“Cuando una mujer decide tener hijos, nadie le pregunta los motivos”

Es una declaración que recogió YO DONA de una profesional que determinó no tener descendencia y que, aún hoy, con una corriente individualista recorriendo la esfera privada y cientos de libros de reafirmación personal copando las librerías, sentía que tenía que justificar ante su entorno.

Su caso se incluye en ese 28,3% de mujeres que aluden al desinterés como el principal motivo que las ha llevado a ignorar la maternidad, según los datos de la encuesta SigmaDos para la cabecera. Un porcentaje similar de varones (26,5%) opina del mismo modo: no ha querido tener vástagos. Aunque en su entorno se pregunta con menos frecuencia porque la conciencia humana señala a la mujer cuando se habla de la descendencia.

Esta indiferencia es uno de los focos que explican el drástico descenso de la natalidad en nuestro país, que ha llegado a mínimos históricos en un proceso que se extiende por todo el continente coincidiendo con la incorporación masiva de la mujer al mercado laboral y, posteriormente, con el deterioro de unas condiciones de trabajo que siguen impidiendo la conciliación.

Ese “no quiero” es el que retumba en las estadísticas e ignora la clase política, más atenta a la dialéctica de trincheras que a afrontar las causas de un fenómeno al que, lejos de poner freno, se suman cada día nuevos argumentos como la llamada “ecoansiedad”, que lleva a numerosas parejas a declinar la crianza.
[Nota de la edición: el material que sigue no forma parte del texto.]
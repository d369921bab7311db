mod common;

use std::sync::Arc;

use axum::body::Body;
use axum::http::{Request, StatusCode};
use axum::response::IntoResponse;
use axum::Json;
use serde_json::json;
use validator::Validate;
use swagin::{App, ErrorContext, ErrorHandler, RequestContext, RequestError, Route};

use common::{get, send, UpdateItem, UploadAvatar};

async fn update(_: RequestContext, m: UpdateItem) -> Json<serde_json::Value> {
    Json(json!({
        "id": m.uri.id,
        "token": m.header.token,
        "page": m.query.page,
        "tags": m.query.tags,
        "name": m.body.name,
        "price": m.body.price,
    }))
}

fn app() -> axum::Router {
    let mut app = App::new(None);
    app.put("/items/:id", Route::new(update));
    app.post(
        "/avatars",
        Route::new(|_, m: UploadAvatar| async move {
            Json(json!({
                "caption": m.body.caption,
                "file": m.body.image.file_name,
                "size": m.body.image.len(),
            }))
        }),
    );
    app.into_router().unwrap()
}

fn put(uri: &str, content_type: &str, body: &str) -> Request<Body> {
    Request::builder()
        .method("PUT")
        .uri(uri)
        .header("x-token", "first")
        .header("x-token", "second")
        .header("content-type", content_type)
        .body(Body::from(body.to_owned()))
        .unwrap()
}

#[tokio::test]
async fn binds_every_part() {
    let (response, body) = send(
        &app(),
        put(
            "/items/42?page=3&tag=a&tag=b",
            "application/json; charset=utf-8",
            r#"{"name":"Lamp","price":"9.5"}"#,
        ),
    )
    .await;

    assert_eq!(response.status(), StatusCode::OK);
    assert_eq!(
        common::json(&body),
        json!({
            "id": 42,
            "token": "first",
            "page": 3,
            "tags": ["a", "b"],
            "name": "Lamp",
            "price": 9.5
        })
    );
}

#[tokio::test]
async fn other_body_encodings() {
    let router = app();

    let (response, body) = send(
        &router,
        put("/items/1", "application/x-www-form-urlencoded", "name=Desk&price=120"),
    )
    .await;
    assert_eq!(response.status(), StatusCode::OK);
    assert_eq!(common::json(&body)["name"], "Desk");
    assert_eq!(common::json(&body)["price"], 120.0);

    let (response, body) = send(
        &router,
        put("/items/1", "application/x-yaml", "name: Chair\nprice: 30\n"),
    )
    .await;
    assert_eq!(response.status(), StatusCode::OK);
    assert_eq!(common::json(&body)["name"], "Chair");

    let (response, body) = send(
        &router,
        put(
            "/items/1",
            "application/xml",
            "<item><name>Shelf</name><price>12</price></item>",
        ),
    )
    .await;
    assert_eq!(response.status(), StatusCode::OK);
    assert_eq!(common::json(&body)["name"], "Shelf");
    assert_eq!(common::json(&body)["price"], 12.0);

    let packed = rmp_serde::to_vec_named(&json!({ "name": "Bed", "price": 300.0 })).unwrap();
    let request = Request::builder()
        .method("PUT")
        .uri("/items/1")
        .header("x-token", "t")
        .header("content-type", "application/x-msgpack")
        .body(Body::from(packed))
        .unwrap();
    let (response, body) = send(&router, request).await;
    assert_eq!(response.status(), StatusCode::OK);
    assert_eq!(common::json(&body)["name"], "Bed");
}

#[tokio::test]
async fn unknown_content_type_leaves_body_default_and_fails_validation() {
    let (response, body) = send(&app(), put("/items/7", "text/plain", "name=ignored")).await;
    assert_eq!(response.status(), StatusCode::UNPROCESSABLE_ENTITY);
    let problem = common::json(&body);
    assert_eq!(problem["code"], "VALIDATION_ERROR");
    assert_eq!(problem["instance"], "/items/7");
    assert_eq!(problem["errors"][0]["pointer"], "/body/name");
    assert_eq!(problem["errors"][0]["detail"], "name must not be empty");
}

#[tokio::test]
async fn malformed_values_are_bad_requests() {
    let (response, body) = send(&app(), put("/items/abc", "application/json", "{}")).await;
    assert_eq!(response.status(), StatusCode::BAD_REQUEST);
    let problem = common::json(&body);
    assert_eq!(problem["code"], "INVALID_VALUE");
    assert_eq!(problem["errors"][0]["pointer"], "/uri/id");
}

#[tokio::test]
async fn protobuf_without_decoder_is_unsupported() {
    let (response, _) = send(&app(), put("/items/1", "application/x-protobuf", "")).await;
    assert_eq!(response.status(), StatusCode::UNSUPPORTED_MEDIA_TYPE);
}

#[tokio::test]
async fn multipart_files_are_bound() {
    let boundary = "XBOUNDARY";
    let body = format!(
        "--{b}\r\nContent-Disposition: form-data; name=\"caption\"\r\n\r\nme\r\n\
         --{b}\r\nContent-Disposition: form-data; name=\"image\"; filename=\"me.png\"\r\n\
         Content-Type: image/png\r\n\r\nPNGDATA\r\n--{b}--\r\n",
        b = boundary
    );
    let request = Request::builder()
        .method("POST")
        .uri("/avatars")
        .header("content-type", format!("multipart/form-data; boundary={boundary}"))
        .body(Body::from(body))
        .unwrap();

    let (response, body) = send(&app(), request).await;
    assert_eq!(response.status(), StatusCode::OK);
    assert_eq!(
        common::json(&body),
        json!({ "caption": "me", "file": "me.png", "size": 7 })
    );
}

#[tokio::test]
async fn custom_error_handler_renders_failures() {
    let handler: ErrorHandler = Arc::new(|ctx: &ErrorContext, err: RequestError| {
        (ctx.status, format!("{}: {err}", ctx.instance)).into_response()
    });
    let mut app = App::new(None);
    app.with_error_handler(handler);
    app.put("/items/:id", Route::new(update));
    let router = app.into_router().unwrap();

    let (response, body) = send(&router, put("/items/x", "application/json", "{}")).await;
    assert_eq!(response.status(), StatusCode::BAD_REQUEST);
    assert!(String::from_utf8(body).unwrap().starts_with("/items/x: "));

    let (response, _) = send(&router, get("/missing")).await;
    assert_eq!(response.status(), StatusCode::NOT_FOUND);
}

#[derive(Clone, PartialEq, prost::Message)]
struct ItemMessage {
    #[prost(string, tag = "1")]
    name: String,
    #[prost(double, tag = "2")]
    price: f64,
}

impl From<ItemMessage> for common::ItemBody {
    fn from(msg: ItemMessage) -> Self {
        Self {
            name: msg.name,
            price: msg.price,
        }
    }
}

#[derive(Debug, Default, validator::Validate)]
struct CreateItem {
    #[validate(nested)]
    body: common::ItemBody,
}

impl swagin::Model for CreateItem {
    fn shape() -> swagin::ModelShape<Self> {
        swagin::ModelShape::new()
            .body_protobuf::<common::ItemBody, ItemMessage, _>(|m: &mut Self, b| m.body = b)
    }
}

#[tokio::test]
async fn protobuf_bodies_are_decoded_when_registered() {
    use prost::Message as _;

    let mut app = App::new(None);
    app.post(
        "/items",
        Route::new(|_, m: CreateItem| async move {
            Json(json!({ "name": m.body.name, "price": m.body.price }))
        }),
    );
    let router = app.into_router().unwrap();

    let encoded = ItemMessage {
        name: "Lamp".into(),
        price: 12.5,
    }
    .encode_to_vec();
    let request = Request::builder()
        .method("POST")
        .uri("/items")
        .header("content-type", "application/x-protobuf")
        .body(Body::from(encoded))
        .unwrap();
    let (response, body) = send(&router, request).await;
    assert_eq!(response.status(), StatusCode::OK);
    assert_eq!(common::json(&body), json!({ "name": "Lamp", "price": 12.5 }));

    // the same route still accepts JSON
    let request = Request::builder()
        .method("POST")
        .uri("/items")
        .header("content-type", "application/json")
        .body(Body::from(r#"{"name":"Desk","price":3}"#))
        .unwrap();
    let (_, body) = send(&router, request).await;
    assert_eq!(common::json(&body)["name"], "Desk");
}

#[derive(Debug, Default, serde::Deserialize, validator::Validate)]
#[serde(default)]
struct Profile {
    name: String,
    avatar: bytes::Bytes,
    internal: String,
}

swagin::describe! {
    Profile {
        name: String => r#"json:"name""#,
        avatar: bytes::Bytes => r#"json:"avatar""#,
        internal: String => "",
    }
}

#[derive(Debug, Default, validator::Validate)]
struct SaveProfile {
    #[validate(nested)]
    body: Profile,
}

impl swagin::Model for SaveProfile {
    fn shape() -> swagin::ModelShape<Self> {
        swagin::ModelShape::new().body(|m: &mut Self, b: Profile| m.body = b)
    }
}

fn profile_app() -> axum::Router {
    let mut app = App::new(None);
    app.post(
        "/profile",
        Route::new(|_, m: SaveProfile| async move {
            Json(json!({
                "name": m.body.name,
                "avatar": String::from_utf8_lossy(&m.body.avatar),
                "internal": m.body.internal,
            }))
        }),
    );
    app.into_router().unwrap()
}

fn post_json(uri: &str, body: &str) -> Request<Body> {
    Request::builder()
        .method("POST")
        .uri(uri)
        .header("content-type", "application/json")
        .body(Body::from(body.to_owned()))
        .unwrap()
}

#[tokio::test]
async fn untagged_body_fields_keep_their_default() {
    let (response, body) = send(
        &profile_app(),
        post_json("/profile", r#"{"name":"n","internal":"leaked"}"#),
    )
    .await;
    assert_eq!(response.status(), StatusCode::OK);
    let body = common::json(&body);
    assert_eq!(body["name"], "n");
    assert_eq!(body["internal"], "");
}

#[tokio::test]
async fn byte_fields_accept_base64() {
    let router = profile_app();
    let (response, body) = send(&router, post_json("/profile", r#"{"avatar":"aGVsbG8="}"#)).await;
    assert_eq!(response.status(), StatusCode::OK);
    assert_eq!(common::json(&body)["avatar"], "hello");

    let (response, body) = send(&router, post_json("/profile", r#"{"avatar":"%%%"}"#)).await;
    assert_eq!(response.status(), StatusCode::BAD_REQUEST);
    assert_eq!(common::json(&body)["errors"][0]["pointer"], "/body/avatar");
}

#[derive(Debug, Default, serde::Deserialize, validator::Validate)]
#[serde(default)]
struct Opaque {
    note: String,
}

swagin::describe! {
    Opaque { note: String => r#"description:"Not bound from anywhere""# }
}

#[derive(Debug, Default, validator::Validate)]
struct Inspect {
    #[validate(nested)]
    query: Opaque,
    #[validate(nested)]
    header: Opaque,
}

impl swagin::Model for Inspect {
    fn shape() -> swagin::ModelShape<Self> {
        swagin::ModelShape::new()
            .query(|m: &mut Self, q: Opaque| m.query = q)
            .header(|m: &mut Self, h: Opaque| m.header = h)
    }
}

#[tokio::test]
async fn parts_without_recognized_fields_bind_nothing() {
    let mut app = App::new(None);
    app.get(
        "/inspect",
        Route::new(|_, m: Inspect| async move { format!("{}|{}", m.query.note, m.header.note) }),
    );
    let request = Request::builder()
        .uri("/inspect?note=q")
        .header("note", "h")
        .body(Body::empty())
        .unwrap();
    let (response, body) = send(&app.into_router().unwrap(), request).await;
    assert_eq!(response.status(), StatusCode::OK);
    assert_eq!(body, b"|");
}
Ya lo dijo Miley Cyrus: “Nos están dejando un planeta de mierda y me niego a entregárselo así a mis hijos”.

El segundo argumento, por detrás del “no quiero” al que aluden los encuestados de SigmaDos (24,3%) es el de que no se han dado las condiciones familiares o de pareja adecuadas para dar el salto; es decir, que no se ha encontrado a la persona idónea. El país registra máximos de solteros, animados por la era del exceso, del hedonismo, del mirarse a uno mismo, de los caprichos a golpe de tarjeta bancaria y de la ruptura de los códigos clásicos en torno a las relaciones. La socióloga y escritora Eva Illouz lo describe en ‘El fin del amor’: “La libertad personal se ejerce de manera incesante por vía del derecho a no involucrarse en relaciones, o bien a desvincularse de ellas”. Así, si a finales del siglo XIX la literatura encumbraba la figura del célibe hedonista, con Flaubert o Baudelaire al frente, ha sido este el siglo de la soltera empoderada y orgullosa, el del ‘Single Lady’ de Beyoncé. “Estar soltera está de moda”, cantaban con interés Lunay, Daddy Yankee y Bad Bunny. Y tenían razón con este hit, que nacía en un contexto en el que el discurso antihijos se naturalizaba y viralizaba a través de la literatura, ensayos y redes sociales, que alumbraban (y siguen haciéndolo) cuentas que ensalzan las virtudes de las mascotas frente a los vástagos. En los hogares españoles ya hay más perros que niños de 14 años. Es el fenómeno “perrijos”.

Las (malas) condiciones laborales o la conciliación son la tercera razón (21,7%) que refieren los encuestados para no tener descendencia, siendo el primero un punto trampa que rebaten numerosos sociólogos porque… ¿Acaso alguien sabría decir cuándo está en el punto óptimo de trabajo? Nadie cuestiona que urge incidir en la mejora de la flexibilidad para conseguir una verdadera conciliación, ahí está el gran reto de este siglo, pero se abre al mismo tiempo el espacio para la reflexión colectiva sobre las razones que ha llevado a varias generaciones a perder el interés en la descendencia, evitando así no caer en el maniqueísmo del discurso que alude a la sociedad de la desesperanza y la vulnerabilidad. Porque esta última llega más adelante, según revela la encuesta: más del 60% de los españoles que no ha tenido hijos admite que se arrepiente de no haber dado el paso, y el remordimiento incrementa cuando se superan los 65 años. No preguntemos. Mejor, preguntémonos.

Ana Núñez-Milara, directora Yo Dona.